Here are the few steps to get started with the SQL Server 2022 version using a Docker container image for SQL Server 2022 on Linux:

  1. Download and Install Docker Desktop in your laptop. Get started with Docker Desktop here.
  2. Once you’re set up with Docker, the next step is the installation of container. For this example, I’m using the Linux version. Open Power Shell and enter the following docker command:

    docker run -e "ACCEPT_EULA=Y" -e "SA_PASSWORD=MySuperSecureSAPassword" -p 1433:1433 -v 'c:\docker\sql2022:/var/opt/mssql/data' -d mcr.microsoft.com/mssql/server:2022-latest

    That’s pretty much intuitive so I am not going to explain the parameters. The -p parameter (1433:1433) is there so I can access the SQL Server instance in the container via the SSMS installed in my laptop.

    At this point, you now have a container running a SQL Server 2022 instance (Click on the Play button if the container is not running).
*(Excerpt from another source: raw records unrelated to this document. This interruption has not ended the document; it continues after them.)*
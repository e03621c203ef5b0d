//! Global constants used throughout catalog-enrich.
//!
//! This module contains batch sizing, cache windows, timeouts, retry
//! parameters and upstream endpoints that are shared across modules.
//! Defining them centrally keeps magic numbers discoverable.

use std::time::Duration;

/// Number of catalog items enriched concurrently in one batch.
///
/// Batches run strictly one after another, so this is also the upper bound on
/// concurrent outbound requests per upstream.
pub const DEFAULT_BATCH_SIZE: usize = 10;

/// How long a cached upstream answer is served before it is treated as a miss.
pub const DEFAULT_FRESHNESS: Duration = Duration::from_secs(24 * 60 * 60);

/// How long a cached upstream answer is kept on disk before it is deleted.
///
/// Must be at least [`DEFAULT_FRESHNESS`].
pub const DEFAULT_RETENTION: Duration = Duration::from_secs(7 * 24 * 60 * 60);

/// Timeout for a single outbound API request (20 seconds).
pub const REQUEST_TIMEOUT: Duration = Duration::from_secs(20);

/// Retries after the first attempt for transient upstream failures.
pub const DEFAULT_MAX_RETRIES: usize = 2;

/// Starting delay for exponential backoff between request retries (200ms).
pub const STARTING_BACKOFF_DELAY_MS: u64 = 200;

/// Maximum backoff delay between request retries (2 seconds).
pub const MAX_BACKOFF_DELAY_MS: u64 = 2_000;

/// Cache directory, relative to the working directory.
pub const DEFAULT_CACHE_DIR: &str = ".cache/catalog-enrich";

/// The catalog file the transform applies to.
pub const DEFAULT_TARGET: &str = "src/routes/components/components.json";

/// Project configuration file looked up in the working directory.
pub const CONFIG_FILE_NAME: &str = "catalog-enrich.toml";

/// npm registry metadata endpoint.
pub const NPM_REGISTRY: &str = "https://registry.npmjs.org";

/// GitHub REST API root.
pub const GITHUB_API: &str = "https://api.github.com";

/// GitLab REST API (v4) root.
pub const GITLAB_API: &str = "https://gitlab.com/api/v4";

/// Environment variable holding a GitHub token.
pub const GITHUB_TOKEN_ENV: &str = "GITHUB_TOKEN";

/// Environment variable holding a GitLab token.
pub const GITLAB_TOKEN_ENV: &str = "GITLAB_TOKEN";

/// Environment variable that disables progress bars when set.
pub const NO_PROGRESS_ENV: &str = "CATALOG_ENRICH_NO_PROGRESS";

/// `User-Agent` sent with every request. GitHub rejects requests without one.
pub const USER_AGENT: &str = concat!("catalog-enrich/", env!("CARGO_PKG_VERSION"));
//! Integration test suite for catalog-enrich
//!
//! End-to-end tests through the public API and the compiled binary. No test
//! touches the network: library tests use the in-memory `FakeApi` from
//! `catalog_enrich::test_utils`, and binary tests only use catalogs that need
//! no upstream lookups.
//!
//! # Running Integration Tests
//!
//! ```bash
//! cargo test --test integration
//! ```
//!
//! # Test Organization
//!
//! - **pipeline**: transform outcomes, caching across runs, partial failures
//! - **cli**: the `enrich` and `cache` commands

mod cli;
mod pipeline;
    Note: Docker logs says, “This is an evaluation version.  There are [163] days left in the evaluation period.”

    Docker creates their containers with funny names (I got “fervent_almeida” in this case), to change that you can simply rename it by:

    docker rename <Container> <New Name>
    docker rename fervent_almeida SQL2022

    SQL Server 2022 Linux Container
  3. Start the container. Now, you can connect to the SQL Server 2022 instance in the Docker Container like this:

    Connect to SQL Server 2022 Docker Container via SSMS

    And, we are connected…well, I was able to connect after 3 cycles of starting the container. For some reason, the container kept stopping. Then after the 4th cycle, the container status stabilized.
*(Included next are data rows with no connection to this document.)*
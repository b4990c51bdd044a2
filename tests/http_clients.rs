//! OpenAI, Ollama and Pinecone clients against fake HTTP endpoints.

use std::net::SocketAddr;
use std::sync::atomic::{AtomicUsize, Ordering};
use std::sync::{Arc, Mutex};
use std::time::Duration;

use axum::extract::State;
use axum::http::{HeaderMap, StatusCode};
use axum::routing::post;
use axum::{Json, Router};
use serde_json::{json, Value};

use scene_sync::config::{EmbeddingConfig, IndexConfig};
use scene_sync::digest::IndexMetadata;
use scene_sync::embedding::{EmbeddingProvider, OllamaProvider, OpenAIProvider};
use scene_sync::http::RetryPolicy;
use scene_sync::index::pinecone::PineconeIndex;
use scene_sync::index::{UpsertItem, VectorIndex};

async fn serve(app: Router) -> SocketAddr {
    let listener = tokio::net::TcpListener::bind("127.0.0.1:0").await.unwrap();
    let addr = listener.local_addr().unwrap();
    tokio::spawn(async move {
        axum::serve(listener, app).await.unwrap();
    });
    addr
}

fn fast_retry(max_retries: u32) -> RetryPolicy {
    RetryPolicy {
        max_retries,
        base_delay: Duration::from_millis(5),
    }
}

fn embedding_config(provider: &str, addr: SocketAddr) -> EmbeddingConfig {
    EmbeddingConfig {
        provider: provider.to_string(),
        model: Some("test-model".to_string()),
        dims: Some(3),
        url: Some(format!("http://{}", addr)),
        timeout_secs: 5,
        ..Default::default()
    }
}

fn index_config(addr: SocketAddr) -> IndexConfig {
    IndexConfig {
        provider: "pinecone".to_string(),
        host: Some(format!("http://{}", addr)),
        namespace: Some("scenes".to_string()),
        timeout_secs: 5,
        ..Default::default()
    }
}

fn metadata(id: &str) -> IndexMetadata {
    IndexMetadata {
        external_id: id.to_string(),
        chapter_index: 1,
        scene_index: 0,
        chapter_title: "出会い".to_string(),
        digest: "猫が鳴いた\nlocation: 庭\nmood: 切ない".to_string(),
        related_characters: vec!["c1".to_string()],
        related_context_ids: vec![],
        content_kind: "plot_text".to_string(),
        embedding_model: "test-model".to_string(),
    }
}

// ============ OpenAI ============

#[tokio::test]
async fn openai_sends_bearer_and_orders_by_index() {
    let seen_auth = Arc::new(Mutex::new(None::<String>));
    let app = Router::new()
        .route(
            "/embeddings",
            post(
                |State(seen): State<Arc<Mutex<Option<String>>>>,
                 headers: HeaderMap,
                 Json(body): Json<Value>| async move {
                    *seen.lock().unwrap() = headers
                        .get("authorization")
                        .and_then(|v| v.to_str().ok())
                        .map(str::to_string);
                    assert_eq!(body["model"], "test-model");
                    assert_eq!(body["input"].as_array().unwrap().len(), 2);
                    // deliberately out of order
                    Json(json!({
                        "data": [
                            { "index": 1, "embedding": [0.0, 1.0, 0.0] },
                            { "index": 0, "embedding": [1.0, 0.0, 0.0] }
                        ]
                    }))
                },
            ),
        )
        .with_state(seen_auth.clone());
    let addr = serve(app).await;

    let provider =
        OpenAIProvider::with_api_key(&embedding_config("openai", addr), "sk-test".to_string())
            .unwrap()
            .with_retry(fast_retry(0));
    let vectors = provider
        .embed(&["a".to_string(), "b".to_string()])
        .await
        .unwrap();

    assert_eq!(vectors, vec![vec![1.0, 0.0, 0.0], vec![0.0, 1.0, 0.0]]);
    assert_eq!(
        seen_auth.lock().unwrap().as_deref(),
        Some("Bearer sk-test")
    );
}

#[tokio::test]
async fn openai_retries_rate_limits() {
    let hits = Arc::new(AtomicUsize::new(0));
    let app = Router::new()
        .route(
            "/embeddings",
            post(|State(hits): State<Arc<AtomicUsize>>| async move {
                if hits.fetch_add(1, Ordering::SeqCst) < 2 {
                    (StatusCode::TOO_MANY_REQUESTS, Json(json!({"error": "slow down"})))
                } else {
                    (
                        StatusCode::OK,
                        Json(json!({ "data": [{ "index": 0, "embedding": [0.1, 0.2, 0.3] }] })),
                    )
                }
            }),
        )
        .with_state(hits.clone());
    let addr = serve(app).await;

    let provider =
        OpenAIProvider::with_api_key(&embedding_config("openai", addr), "sk".to_string())
            .unwrap()
            .with_retry(fast_retry(3));
    let vectors = provider.embed(&["x".to_string()]).await.unwrap();

    assert_eq!(vectors.len(), 1);
    assert_eq!(hits.load(Ordering::SeqCst), 3);
}

#[tokio::test]
async fn unreadable_success_body_is_retried() {
    let hits = Arc::new(AtomicUsize::new(0));
    let app = Router::new()
        .route(
            "/api/embed",
            post(|State(hits): State<Arc<AtomicUsize>>| async move {
                if hits.fetch_add(1, Ordering::SeqCst) == 0 {
                    (StatusCode::OK, "{\"embeddings\": [[0.1,".to_string())
                } else {
                    (
                        StatusCode::OK,
                        json!({ "embeddings": [[0.1, 0.2, 0.3]] }).to_string(),
                    )
                }
            }),
        )
        .with_state(hits.clone());
    let addr = serve(app).await;

    let provider = OllamaProvider::new(&embedding_config("ollama", addr))
        .unwrap()
        .with_retry(fast_retry(2));
    let vectors = provider.embed(&["x".to_string()]).await.unwrap();

    assert_eq!(vectors, vec![vec![0.1, 0.2, 0.3]]);
    assert_eq!(hits.load(Ordering::SeqCst), 2);
}

#[tokio::test]
async fn openai_does_not_retry_client_errors() {
    let hits = Arc::new(AtomicUsize::new(0));
    let app = Router::new()
        .route(
            "/embeddings",
            post(|State(hits): State<Arc<AtomicUsize>>| async move {
                hits.fetch_add(1, Ordering::SeqCst);
                (StatusCode::BAD_REQUEST, Json(json!({"error": "bad input"})))
            }),
        )
        .with_state(hits.clone());
    let addr = serve(app).await;

    let provider =
        OpenAIProvider::with_api_key(&embedding_config("openai", addr), "sk".to_string())
            .unwrap()
            .with_retry(fast_retry(3));
    let err = provider.embed(&["x".to_string()]).await.unwrap_err();

    assert!(err.to_string().contains("400"));
    assert_eq!(hits.load(Ordering::SeqCst), 1);
}

// ============ Ollama ============

#[tokio::test]
async fn ollama_embed_endpoint() {
    let app = Router::new().route(
        "/api/embed",
        post(|Json(body): Json<Value>| async move {
            let n = body["input"].as_array().map_or(0, |a| a.len());
            Json(json!({ "embeddings": vec![vec![0.5, 0.5, 0.0]; n] }))
        }),
    );
    let addr = serve(app).await;

    let provider = OllamaProvider::new(&embedding_config("ollama", addr))
        .unwrap()
        .with_retry(fast_retry(0));
    let vectors = provider
        .embed(&["a".to_string(), "b".to_string(), "c".to_string()])
        .await
        .unwrap();

    assert_eq!(vectors.len(), 3);
    assert_eq!(provider.model_name(), "test-model");
    assert_eq!(provider.dims(), 3);
}

#[tokio::test]
async fn ollama_unreachable_is_an_error() {
    // Bind and drop to get a port nobody listens on.
    let addr = {
        let listener = std::net::TcpListener::bind("127.0.0.1:0").unwrap();
        listener.local_addr().unwrap()
    };
    let provider = OllamaProvider::new(&embedding_config("ollama", addr))
        .unwrap()
        .with_retry(fast_retry(1));

    let err = provider.embed(&["a".to_string()]).await.unwrap_err();
    assert!(err.to_string().contains("Ollama connection error"));
}

// ============ Pinecone ============

#[derive(Clone, Default)]
struct FakePinecone {
    dimension: u64,
    upserts: Arc<Mutex<Vec<Value>>>,
    api_keys: Arc<Mutex<Vec<String>>>,
}

fn pinecone_app(state: FakePinecone) -> Router {
    Router::new()
        .route(
            "/describe_index_stats",
            post(|State(s): State<FakePinecone>| async move {
                Json(json!({ "dimension": s.dimension, "totalVectorCount": 0 }))
            }),
        )
        .route(
            "/vectors/upsert",
            post(
                |State(s): State<FakePinecone>, headers: HeaderMap, Json(body): Json<Value>| async move {
                    if let Some(key) = headers.get("api-key").and_then(|v| v.to_str().ok()) {
                        s.api_keys.lock().unwrap().push(key.to_string());
                    }
                    let count = body["vectors"].as_array().map_or(0, |v| v.len());
                    s.upserts.lock().unwrap().push(body);
                    Json(json!({ "upsertedCount": count }))
                },
            ),
        )
        .route(
            "/query",
            post(|Json(body): Json<Value>| async move {
                assert_eq!(body["topK"], 2);
                assert_eq!(body["namespace"], "scenes");
                Json(json!({
                    "matches": [
                        {
                            "id": "plot-ch1-0",
                            "score": 0.92,
                            "metadata": serde_json::to_value(metadata("plot-ch1-0")).unwrap()
                        },
                        { "id": "plot-ch2-3", "score": 0.41 }
                    ]
                }))
            }),
        )
        .with_state(state)
}

#[tokio::test]
async fn pinecone_upsert_carries_namespace_and_metadata() {
    let state = FakePinecone {
        dimension: 3,
        ..Default::default()
    };
    let addr = serve(pinecone_app(state.clone())).await;
    let index = PineconeIndex::with_api_key(&index_config(addr), "pc-key".to_string())
        .unwrap()
        .with_retry(fast_retry(0));

    index.ensure_dimension(3).await.unwrap();
    index
        .upsert(&[UpsertItem {
            id: "plot-ch1-0".to_string(),
            values: vec![0.1, 0.2, 0.3],
            metadata: metadata("plot-ch1-0"),
        }])
        .await
        .unwrap();

    let upserts = state.upserts.lock().unwrap().clone();
    assert_eq!(upserts.len(), 1);
    assert_eq!(upserts[0]["namespace"], "scenes");
    let vector = &upserts[0]["vectors"][0];
    assert_eq!(vector["id"], "plot-ch1-0");
    assert_eq!(vector["metadata"]["embedding_model"], "test-model");
    assert_eq!(vector["metadata"]["content_kind"], "plot_text");
    assert_eq!(state.api_keys.lock().unwrap().as_slice(), ["pc-key"]);
}

#[tokio::test]
async fn pinecone_dimension_mismatch_is_refused() {
    let addr = serve(pinecone_app(FakePinecone {
        dimension: 1536,
        ..Default::default()
    }))
    .await;
    let index = PineconeIndex::with_api_key(&index_config(addr), "k".to_string())
        .unwrap()
        .with_retry(fast_retry(0));

    let err = index.ensure_dimension(3).await.unwrap_err();
    assert!(err.to_string().contains("1536"));
}

#[tokio::test]
async fn pinecone_query_parses_matches() {
    let addr = serve(pinecone_app(FakePinecone::default())).await;
    let index = PineconeIndex::with_api_key(&index_config(addr), "k".to_string())
        .unwrap()
        .with_retry(fast_retry(0));

    let matches = index.query(&[0.1, 0.2, 0.3], 2).await.unwrap();

    assert_eq!(matches.len(), 2);
    assert_eq!(matches[0].id, "plot-ch1-0");
    assert!((matches[0].score - 0.92).abs() < 1e-6);
    assert_eq!(
        matches[0].metadata.as_ref().map(|m| m.chapter_title.as_str()),
        Some("出会い")
    );
    assert!(matches[1].metadata.is_none());
}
    SSMS SQL Server 2022 Docker Image
  4. The SQL Server 2022 instance is unusable without a full-fledged database of course. Download a copy of WideWorldImporters-Standard.bak here. I downloaded the backup file to C:\temp.

    Note: I couldn’t make the WideWorldImporters-FULL.bak work. The RESTORE was barfing on the filestream file, and I just gave up and went with the standard backup which worked. Another thing is that you can only raise the compatibility level of the database from the standard backup file up to 2019.

    Create a backup directory in the SQL Server Container.

    docker exec -it SQL2022 mkdir /var/opt/mssql/backups

    Now copy the backup file from the local C:\temp to the backup folder in the container:

    docker cp C:\temp\WideWorldImporters-Standard.bak SQL2022:/var/opt/mssql/backups

    List the logical name of the data file, just so you know how to call them:

    docker exec -it SQL2022 /opt/mssql-tools/bin/sqlcmd -S localhost -U SA -P "MySuperSecurePassword" -Q "RESTORE FILELISTONLY FROM DISK = '/var/opt/mssql/backup/WideWorldImporters-Standard.bak'"
  5. Restore the WideWorldsImporters-Standard.bak. You may notice that I have added the REPLACE command. This was because the RESTORE was barfing about the system not finding the file specified.

    NOTE: As a workaround, after the first failed RESTORE, “touch” the files so that they have a modification time. You can then replace them later in the RESTORE command. (And I don’t know why this works, so don’t ask me why)

    Ref: Stackoverflow

    Touch the files like this:

    docker exec SQL2022 touch /var/opt/mssql/data/WideWorldImporters.mdf
    docker exec SQL2022 touch /var/opt/mssql/data/WideWorldImporters_userdata.ndf
    docker exec SQL2022 touch /var/opt/mssql/data/WideWorldImporters.ldf


    You can then RESTORE WITH REPLACE like this:

    docker exec -it SQL2022 /opt/mssql-tools/bin/sqlcmd -S localhost -U SA -P "MySuperSecurePassword" -Q "RESTORE DATABASE WideWorldImporters FROM DISK = '/var/opt/mssql/backups/WideWorldImporters-Standard.bak' WITH MOVE 'WWI_Primary' TO '/var/opt/mssql/data/WideWorldImporters.mdf', MOVE 'WWI_UserData' TO '/var/opt/mssql/data/WideWorldImporters_userdata.ndf', MOVE 'WWI_Log' TO '/var/opt/mssql/data/WideWorldImporters.ldf', REPLACE"

    And, there you go…

    SQL Server 2022 SSMS Docker Container Linux Image


Disclaimer: This test is performed in my own personal laptop. No company laptop is involved in any way. This blog is provided “as is” without warranty of any kind.